Here are some records. Transcribe all of them exactly.
-------
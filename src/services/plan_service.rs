use chrono::NaiveDate;
use serde::Deserialize;
use std::sync::Arc;
use tracing::{error, info};
use uuid::Uuid;

use crate::auth::AuthUser;
use crate::config::PlanConfig;
use crate::database::models::{NewTripPlan, TripPlan};
use crate::database::repository::{BudgetRepository, DailyScheduleRepository, TripPlanRepository};
use crate::database::DatabaseError;
use crate::types::PlanRole;

#[derive(Debug, thiserror::Error)]
pub enum PlanError {
    #[error("Trip plan not found: {0}")]
    PlanNotFound(Uuid),
    #[error("Access denied to trip plan {0}")]
    AccessDenied(Uuid),
    #[error("User {user_id} is already a member of trip plan {plan_id}")]
    MemberAlreadyExists { plan_id: Uuid, user_id: Uuid },
    #[error("Invalid {field}: {message}")]
    Validation { field: &'static str, message: String },
    #[error("Database error: {0}")]
    Database(#[from] DatabaseError),
}

impl PlanError {
    fn invalid(field: &'static str, message: impl Into<String>) -> Self {
        PlanError::Validation { field, message: message.into() }
    }
}

#[derive(Debug, Clone, Deserialize)]
pub struct CreatePlanRequest {
    pub title: String,
    #[serde(default, alias = "total_plan_description")]
    pub description: Option<String>,
    pub start_date: NaiveDate,
    pub end_date: NaiveDate,
    #[serde(default)]
    pub total_budget: Option<i64>,
}

#[derive(Debug, Clone, Deserialize)]
pub struct AddMemberRequest {
    pub user_id: Uuid,
}

pub struct PlanService {
    plans: Arc<dyn TripPlanRepository>,
    schedules: Arc<dyn DailyScheduleRepository>,
    budgets: Arc<dyn BudgetRepository>,
    limits: PlanConfig,
}

impl PlanService {
    pub fn new(
        plans: Arc<dyn TripPlanRepository>,
        schedules: Arc<dyn DailyScheduleRepository>,
        budgets: Arc<dyn BudgetRepository>,
        limits: PlanConfig,
    ) -> Self {
        Self {
            plans,
            schedules,
            budgets,
            limits,
        }
    }

    /// Create a plan with the caller as its owner
    pub async fn create(&self, request: CreatePlanRequest, caller: &AuthUser) -> Result<TripPlan, PlanError> {
        info!("Trip plan creation requested: user={}", caller.username);

        let new_plan = self.validate(request)?;
        let plan = self.plans.create(new_plan, caller.user_id).await?;

        info!("Trip plan created: plan_id={}, owner={}", plan.id, caller.username);
        Ok(plan)
    }

    /// Any member may read a plan
    pub async fn get(&self, plan_id: Uuid, caller: &AuthUser) -> Result<TripPlan, PlanError> {
        let plan = self.find(plan_id).await?;
        if !plan.is_member(caller.user_id) {
            error!("Trip plan read denied: plan_id={}, user={}", plan_id, caller.username);
            return Err(PlanError::AccessDenied(plan_id));
        }
        Ok(plan)
    }

    pub async fn list_mine(&self, caller: &AuthUser) -> Result<Vec<TripPlan>, PlanError> {
        let plans = self.plans.find_all_by_member(caller.user_id).await?;
        info!("Trip plans listed: user={}, count={}", caller.username, plans.len());
        Ok(plans)
    }

    /// Owner adds another user with the MEMBER role
    pub async fn add_member(&self, plan_id: Uuid, user_id: Uuid, caller: &AuthUser) -> Result<TripPlan, PlanError> {
        info!("Member add requested: plan_id={}, member={}, by={}", plan_id, user_id, caller.username);

        let plan = self.find(plan_id).await?;
        self.ensure_owner(&plan, caller)?;

        match self.plans.add_member(plan_id, user_id, PlanRole::Member).await {
            Ok(true) => {}
            Ok(false) => return Err(PlanError::MemberAlreadyExists { plan_id, user_id }),
            Err(DatabaseError::NotFound(_)) => return Err(PlanError::PlanNotFound(plan_id)),
            Err(e) => return Err(e.into()),
        }

        info!("Member added: plan_id={}, member={}", plan_id, user_id);
        self.find(plan_id).await
    }

    /// Owner removes the plan together with its daily plans and their budgets
    pub async fn delete(&self, plan_id: Uuid, caller: &AuthUser) -> Result<(), PlanError> {
        info!("Trip plan delete requested: plan_id={}, user={}", plan_id, caller.username);

        let plan = self.find(plan_id).await?;
        self.ensure_owner(&plan, caller)?;

        // Plan goes first so no generator can attach rows after the purge
        if !self.plans.delete(plan_id).await? {
            return Err(PlanError::PlanNotFound(plan_id));
        }
        let purged = self.schedules.delete_all_by_plan(plan_id).await?;
        let budgets = self.budgets.delete_all_by_plan(plan_id).await?;

        info!(
            "Trip plan deleted: plan_id={}, daily_plans_removed={}, budgets_removed={}",
            plan_id, purged, budgets
        );
        Ok(())
    }

    fn validate(&self, request: CreatePlanRequest) -> Result<NewTripPlan, PlanError> {
        let title = request.title.trim().to_string();
        if title.is_empty() {
            return Err(PlanError::invalid("title", "must not be blank"));
        }
        if title.chars().count() > self.limits.title_max_chars {
            return Err(PlanError::invalid(
                "title",
                format!("must be at most {} characters", self.limits.title_max_chars),
            ));
        }

        let description = request
            .description
            .map(|d| d.trim().to_string())
            .filter(|d| !d.is_empty());
        if let Some(description) = &description {
            if description.chars().count() > self.limits.description_max_chars {
                return Err(PlanError::invalid(
                    "description",
                    format!("must be at most {} characters", self.limits.description_max_chars),
                ));
            }
        }

        if request.start_date > request.end_date {
            return Err(PlanError::invalid("end_date", "must not be before start_date"));
        }
        let days = (request.end_date - request.start_date).num_days() + 1;
        if days > self.limits.max_trip_days {
            return Err(PlanError::invalid(
                "end_date",
                format!("trip may span at most {} days", self.limits.max_trip_days),
            ));
        }

        if matches!(request.total_budget, Some(budget) if budget < 0) {
            return Err(PlanError::invalid("total_budget", "must not be negative"));
        }

        Ok(NewTripPlan {
            title,
            description,
            start_date: request.start_date,
            end_date: request.end_date,
            total_budget: request.total_budget,
        })
    }

    async fn find(&self, plan_id: Uuid) -> Result<TripPlan, PlanError> {
        self.plans.find_by_id(plan_id).await?.ok_or_else(|| {
            error!("Trip plan lookup failed: plan_id={}", plan_id);
            PlanError::PlanNotFound(plan_id)
        })
    }

    fn ensure_owner(&self, plan: &TripPlan, caller: &AuthUser) -> Result<(), PlanError> {
        if plan.is_owner(caller.user_id) {
            Ok(())
        } else {
            error!("Owner-only request denied: plan_id={}, user={}", plan.id, caller.username);
            Err(PlanError::AccessDenied(plan.id))
        }
    }
}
-------
EXPECTED ANSWER —
filename src/services/plan_service.rs
use chrono::NaiveDate;
use serde::Deserialize;
use std::sync::Arc;
use tracing::{error, info};
use uuid::Uuid;

use crate::auth::AuthUser;
use crate::config::PlanConfig;
use crate::database::models::{NewTripPlan, TripPlan};
use crate::database::repository::{BudgetRepository, DailyScheduleRepository, TripPlanRepository};
use crate::database::DatabaseError;
use crate::types::PlanRole;

#[derive(Debug, thiserror::Error)]
pub enum PlanError {
    #[error("Trip plan not found: {0}")]
    PlanNotFound(Uuid),
    #[error("Access denied to trip plan {0}")]
    AccessDenied(Uuid),
    #[error("User {user_id} is already a member of trip plan {plan_id}")]
    MemberAlreadyExists { plan_id: Uuid, user_id: Uuid },
    #[error("Invalid {field}: {message}")]
    Validation { field: &'static str, message: String },
    #[error("Database error: {0}")]
    Database(#[from] DatabaseError),
}

impl PlanError {
    fn invalid(field: &'static str, message: impl Into<String>) -> Self {
        PlanError::Validation { field, message: message.into() }
    }
}

#[derive(Debug, Clone, Deserialize)]
pub struct CreatePlanRequest {
    pub title: String,
    #[serde(default, alias = "total_plan_description")]
    pub description: Option<String>,
    pub start_date: NaiveDate,
    pub end_date: NaiveDate,
    #[serde(default)]
    pub total_budget: Option<i64>,
}

#[derive(Debug, Clone, Deserialize)]
pub struct AddMemberRequest {
    pub user_id: Uuid,
}

pub struct PlanService {
    plans: Arc<dyn TripPlanRepository>,
    schedules: Arc<dyn DailyScheduleRepository>,
    budgets: Arc<dyn BudgetRepository>,
    limits: PlanConfig,
}

impl PlanService {
    pub fn new(
        plans: Arc<dyn TripPlanRepository>,
        schedules: Arc<dyn DailyScheduleRepository>,
        budgets: Arc<dyn BudgetRepository>,
        limits: PlanConfig,
    ) -> Self {
        Self {
            plans,
            schedules,
            budgets,
            limits,
        }
    }

    /// Create a plan with the caller as its owner
    pub async fn create(&self, request: CreatePlanRequest, caller: &AuthUser) -> Result<TripPlan, PlanError> {
        info!("Trip plan creation requested: user={}", caller.username);

        let new_plan = self.validate(request)?;
        let plan = self.plans.create(new_plan, caller.user_id).await?;

        info!("Trip plan created: plan_id={}, owner={}", plan.id, caller.username);
        Ok(plan)
    }

    /// Any member may read a plan
    pub async fn get(&self, plan_id: Uuid, caller: &AuthUser) -> Result<TripPlan, PlanError> {
        let plan = self.find(plan_id).await?;
        if !plan.is_member(caller.user_id) {
            error!("Trip plan read denied: plan_id={}, user={}", plan_id, caller.username);
            return Err(PlanError::AccessDenied(plan_id));
        }
        Ok(plan)
    }

    pub async fn list_mine(&self, caller: &AuthUser) -> Result<Vec<TripPlan>, PlanError> {
        let plans = self.plans.find_all_by_member(caller.user_id).await?;
        info!("Trip plans listed: user={}, count={}", caller.username, plans.len());
        Ok(plans)
    }

    /// Owner adds another user with the MEMBER role
    pub async fn add_member(&self, plan_id: Uuid, user_id: Uuid, caller: &AuthUser) -> Result<TripPlan, PlanError> {
        info!("Member add requested: plan_id={}, member={}, by={}", plan_id, user_id, caller.username);

        let plan = self.find(plan_id).await?;
        self.ensure_owner(&plan, caller)?;

        match self.plans.add_member(plan_id, user_id, PlanRole::Member).await {
            Ok(true) => {}
            Ok(false) => return Err(PlanError::MemberAlreadyExists { plan_id, user_id }),
            Err(DatabaseError::NotFound(_)) => return Err(PlanError::PlanNotFound(plan_id)),
            Err(e) => return Err(e.into()),
        }

        info!("Member added: plan_id={}, member={}", plan_id, user_id);
        self.find(plan_id).await
    }

    /// Owner removes the plan together with its daily plans and their budgets
    pub async fn delete(&self, plan_id: Uuid, caller: &AuthUser) -> Result<(), PlanError> {
        info!("Trip plan delete requested: plan_id={}, user={}", plan_id, caller.username);

        let plan = self.find(plan_id).await?;
        self.ensure_owner(&plan, caller)?;

        // Plan goes first so no generator can attach rows after the purge
        if !self.plans.delete(plan_id).await? {
            return Err(PlanError::PlanNotFound(plan_id));
        }
        let purged = self.schedules.delete_all_by_plan(plan_id).await?;
        let budgets = self.budgets.delete_all_by_plan(plan_id).await?;

        info!(
            "Trip plan deleted: plan_id={}, daily_plans_removed={}, budgets_removed={}",
            plan_id, purged, budgets
        );
        Ok(())
    }

    fn validate(&self, request: CreatePlanRequest) -> Result<NewTripPlan, PlanError> {
        let title = request.title.trim().to_string();
        if title.is_empty() {
            return Err(PlanError::invalid("title", "must not be blank"));
        }
        if title.chars().count() > self.limits.title_max_chars {
            return Err(PlanError::invalid(
                "title",
                format!("must be at most {} characters", self.limits.title_max_chars),
            ));
        }

        let description = request
            .description
            .map(|d| d.trim().to_string())
            .filter(|d| !d.is_empty());
        if let Some(description) = &description {
            if description.chars().count() > self.limits.description_max_chars {
                return Err(PlanError::invalid(
                    "description",
                    format!("must be at most {} characters", self.limits.description_max_chars),
                ));
            }
        }

        if request.start_date > request.end_date {
            return Err(PlanError::invalid("end_date", "must not be before start_date"));
        }
        let days = (request.end_date - request.start_date).num_days() + 1;
        if days > self.limits.max_trip_days {
            return Err(PlanError::invalid(
                "end_date",
                format!("trip may span at most {} days", self.limits.max_trip_days),
            ));
        }

        if matches!(request.total_budget, Some(budget) if budget < 0) {
            return Err(PlanError::invalid("total_budget", "must not be negative"));
        }

        Ok(NewTripPlan {
            title,
            description,
            start_date: request.start_date,
            end_date: request.end_date,
            total_budget: request.total_budget,
        })
    }

    async fn find(&self, plan_id: Uuid) -> Result<TripPlan, PlanError> {
        self.plans.find_by_id(plan_id).await?.ok_or_else(|| {
            error!("Trip plan lookup failed: plan_id={}", plan_id);
            PlanError::PlanNotFound(plan_id)
        })
    }

    fn ensure_owner(&self, plan: &TripPlan, caller: &AuthUser) -> Result<(), PlanError> {
        if plan.is_owner(caller.user_id) {
            Ok(())
        } else {
            error!("Owner-only request denied: plan_id={}, user={}", plan.id, caller.username);
            Err(PlanError::AccessDenied(plan.id))
        }
    }
}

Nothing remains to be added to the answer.